Operating System Upgrade
In this tutorial, we will discuss about cluster maintenance purposes like upgrade operating system or applying patches like security patches etc. on your cluster.
So you have a cluster with few nodes and PODs serving applications. What happens when one of these nodes go down? Of course the PODs on them are not accessible.
Now depending upon how you deployed these PODs, your users may be impacted.
Simple Example
For example, since you have multiple replicas of the blue POD, the users accessing the blue application are not impacted as they are being served through the other blue POD that’s online.
However users accessing the green POD, are impacted as that was the only POD running the green application. Now what does Kubernetes do in this case?
If the node come back online immediately, then the kubelet process starts and the PODs come back online. However, if the node was down for more than 5 minutes, then the PODs are terminated from that node.
Well, Kubernetes considers them as dead. If the PODs where part of a replicaset then they are recreated on other nodes. The time it waits for a POD to come back online is known as the POD eviction timeout and is set on the controller manager with a default value of 5 minutes.
So when ever node goes offline, the master node waits for up to 5 minutes before considering the node dead.
When the node comes back online after the POD eviction timeout it comes up blank without any PODs scheduled on it.
Since the blue POD was part of a replicaset, it had a new POD created on another node. However since the green POD was not part of the replicaset it is just gone.
Thus if you have maintenance tasks to be performed on a node, if you know that the workloads running on the node have other replicas and if it’s okay that they do down for a short period of time. And if you’re sure the node will come back online within 5 minutes you can make a quick upgrade and reboot.
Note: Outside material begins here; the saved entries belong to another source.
#![forbid(unsafe_code)]

mod cmd;
mod output;
mod workspace;

use clap::{Parser, Subcommand};
use output::OutputMode;
use std::env;
use tracing_subscriber::{EnvFilter, fmt, prelude::*};

#[derive(Parser, Debug)]
#[command(
    author,
    version,
    about = "snag: property-maintenance repair ticket tracker",
    long_about = None
)]
struct Cli {
    /// Emit JSON output instead of human-readable text.
    #[arg(long, global = true)]
    json: bool,

    #[command(subcommand)]
    command: Commands,
}

impl Cli {
    /// Derive the output mode from flags.
    const fn output_mode(&self) -> OutputMode {
        if self.json {
            OutputMode::Json
        } else {
            OutputMode::Human
        }
    }
}

#[derive(Subcommand, Debug)]
enum Commands {
    #[command(about = "Initialize a snag workspace in the current directory")]
    Init,

    #[command(next_help_heading = "Lifecycle", about = "Submit a ticket as a resident")]
    Submit(cmd::submit::SubmitArgs),

    #[command(about = "Log a submitted ticket as a dispatcher")]
    Intake(cmd::intake::IntakeArgs),

    #[command(about = "Assign a logged ticket to a capable available worker")]
    Assign(cmd::assign::AssignArgs),

    #[command(about = "File a repair record and release the worker")]
    Complete(cmd::complete::CompleteArgs),

    #[command(about = "Record resident feedback on a repaired ticket")]
    Feedback(cmd::feedback::FeedbackArgs),

    #[command(next_help_heading = "Queries", about = "Show one ticket")]
    Show(cmd::show::ShowArgs),

    #[command(about = "List tickets")]
    List(cmd::list::ListArgs),

    #[command(next_help_heading = "Reference data", about = "Manage workers")]
    Worker {
        #[command(subcommand)]
        command: cmd::setup::WorkerCommand,
    },

    #[command(name = "fault-type", about = "Manage fault types")]
    FaultType {
        #[command(subcommand)]
        command: cmd::setup::FaultTypeCommand,
    },

    #[command(about = "Register a dispatcher")]
    Dispatcher(cmd::setup::DispatcherAddArgs),

    #[command(about = "Register a resident")]
    Resident(cmd::setup::ResidentAddArgs),

    #[command(about = "Open, annotate, or close complaints")]
    Complaint {
        #[command(subcommand)]
        command: cmd::complaint::ComplaintCommand,
    },
}

fn init_tracing() {
    let filter = EnvFilter::try_from_env("SNAG_LOG").unwrap_or_else(|_| {
        EnvFilter::new(if env::var("DEBUG").is_ok() {
            "snag=debug,info"
        } else {
            "snag=info,warn"
        })
    });

    let format = env::var("SNAG_LOG_FORMAT").unwrap_or_else(|_| "compact".to_string());

    let registry = tracing_subscriber::registry().with(filter);

    match format.as_str() {
        "json" => {
            registry
                .with(fmt::layer().json().with_ansi(false).with_writer(std::io::stderr))
                .init();
        }
        _ => {
            registry
                .with(fmt::layer().compact().with_writer(std::io::stderr))
                .init();
        }
    }
}

fn main() -> anyhow::Result<()> {
    init_tracing();

    let cli = Cli::parse();
    let output = cli.output_mode();
    let project_root = std::env::current_dir()?;

    match cli.command {
        Commands::Init => cmd::init::run_init(output, &project_root),
        Commands::Submit(ref args) => cmd::submit::run_submit(args, output, &project_root),
        Commands::Intake(ref args) => cmd::intake::run_intake(args, output, &project_root),
        Commands::Assign(ref args) => cmd::assign::run_assign(args, output, &project_root),
        Commands::Complete(ref args) => cmd::complete::run_complete(args, output, &project_root),
        Commands::Feedback(ref args) => cmd::feedback::run_feedback(args, output, &project_root),
        Commands::Show(ref args) => cmd::show::run_show(args, output, &project_root),
        Commands::List(ref args) => cmd::list::run_list(args, output, &project_root),
        Commands::Worker { ref command } => cmd::setup::run_worker(command, output, &project_root),
        Commands::FaultType { ref command } => {
            cmd::setup::run_fault_type(command, output, &project_root)
        }
        Commands::Dispatcher(ref args) => {
            cmd::setup::run_dispatcher_add(args, output, &project_root)
        }
        Commands::Resident(ref args) => cmd::setup::run_resident_add(args, output, &project_root),
        Commands::Complaint { ref command } => {
            cmd::complaint::run_complaint(command, output, &project_root)
        }
    }
}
However you don’t for sure know if a node is going to be back online in 5 minutes. Well you cannot for sure say it is going to be back at all. So there is a safer way to do it.
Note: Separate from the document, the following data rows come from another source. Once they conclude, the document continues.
//! SQLite schema migrations for the snag store.

use super::schema;
use rusqlite::{Connection, types::Type};

/// Latest schema version understood by this binary.
pub const LATEST_SCHEMA_VERSION: u32 = 2;

const MIGRATIONS: &[(u32, &str)] = &[(1, schema::MIGRATION_V1_SQL), (2, schema::MIGRATION_V2_SQL)];

/// Read `PRAGMA user_version` and convert it to a Rust `u32`.
///
/// # Errors
///
/// Returns an error if querying SQLite fails or the version value cannot be
/// represented as `u32`.
pub fn current_schema_version(conn: &Connection) -> rusqlite::Result<u32> {
    let version: i64 = conn.pragma_query_value(None, "user_version", |row| row.get(0))?;
    u32::try_from(version).map_err(|error| {
        rusqlite::Error::FromSqlConversionFailure(0, Type::Integer, Box::new(error))
    })
}

/// Apply all pending migrations in ascending order.
///
/// Migrations are idempotent because:
/// - each migration only runs when `migration.version > user_version`
/// - migration SQL itself uses `IF NOT EXISTS` for DDL safety
///
/// # Errors
///
/// Returns an error if any migration fails.
pub fn migrate(conn: &mut Connection) -> rusqlite::Result<u32> {
    let mut current = current_schema_version(conn)?;

    for (version, sql) in MIGRATIONS {
        if *version <= current {
            continue;
        }

        let tx = conn.transaction()?;
        tx.execute_batch(sql)?;
        tx.pragma_update(None, "user_version", i64::from(*version))?;
        tx.commit()?;
        current = *version;
    }

    Ok(current)
}

#[cfg(test)]
mod tests {
    use super::{LATEST_SCHEMA_VERSION, current_schema_version, migrate};
    use rusqlite::Connection;

    fn table_exists(conn: &Connection, name: &str) -> rusqlite::Result<bool> {
        conn.query_row(
            "SELECT EXISTS(
                SELECT 1 FROM sqlite_master WHERE type = 'table' AND name = ?1
            )",
            [name],
            |row| row.get(0),
        )
    }

    #[test]
    fn migrate_empty_db_to_latest() -> rusqlite::Result<()> {
        let mut conn = Connection::open_in_memory()?;
        assert_eq!(current_schema_version(&conn)?, 0);

        let version = migrate(&mut conn)?;
        assert_eq!(version, LATEST_SCHEMA_VERSION);
        assert_eq!(current_schema_version(&conn)?, LATEST_SCHEMA_VERSION);

        for table in [
            "residents",
            "dispatchers",
            "fault_types",
            "workers",
            "worker_capabilities",
            "tickets",
            "bindings",
            "repair_records",
            "feedback",
            "complaints",
            "complaint_staff",
            "statements",
        ] {
            assert!(table_exists(&conn, table)?, "missing table {table}");
        }
        Ok(())
    }

    #[test]
    fn migrate_is_idempotent() -> rusqlite::Result<()> {
        let mut conn = Connection::open_in_memory()?;
        migrate(&mut conn)?;
        let version = migrate(&mut conn)?;
        assert_eq!(version, LATEST_SCHEMA_VERSION);
        Ok(())
    }
}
You can purposefully drain the node of all the workloads. So that the workloads are moved to other nodes in the cluster.
Well technically they are not moved. When you drain the node the PODs are gracefully terminated from the node that they’re on and recreated on another.
$ kubectl drain node1
The node is also cordoned or marked as unschedulable. Meaning no PODs can be scheduled on this node until you specifically remove the restriction.
Now that the PODs are safe on the other nodes, you can reboot the first node. When it comes back online it is still unschedulable.
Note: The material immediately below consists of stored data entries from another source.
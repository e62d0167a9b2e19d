//! `snag init` — create the `.snag` workspace and store in the current
//! directory.

use std::io::Write as _;
use std::path::Path;

use serde::Serialize;

use crate::output::{OutputMode, render};
use crate::workspace::Workspace;

#[derive(Debug, Serialize)]
struct InitOutput {
    ok: bool,
    snag_dir: String,
}

pub fn run_init(output: OutputMode, project_root: &Path) -> anyhow::Result<()> {
    let workspace = Workspace::init(project_root)?;
    let result = InitOutput {
        ok: true,
        snag_dir: workspace.snag_dir.display().to_string(),
    };
    render(output, &result, |v, w| {
        writeln!(w, "initialized snag workspace at {}", v.snag_dir)
    })
}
You then need to uncordon it, so that PODs can be scheduled on it again.
$ kubectl uncordon node1
Now, remember the PODs that were moved to the other nodes, don’t automatically fall back. If any of those PODs were deleted or if new PODs were created in the cluster, then they would be created on this node.
Apart from drain and uncordon, there is also another command called cordon.
$ kubectl cordon node1
Cordon simply marks a node unschedulable. Unlike drain it doesn’t terminate or move the PODs on an existing node. It simply makes sure that new PODs are not scheduled on that node.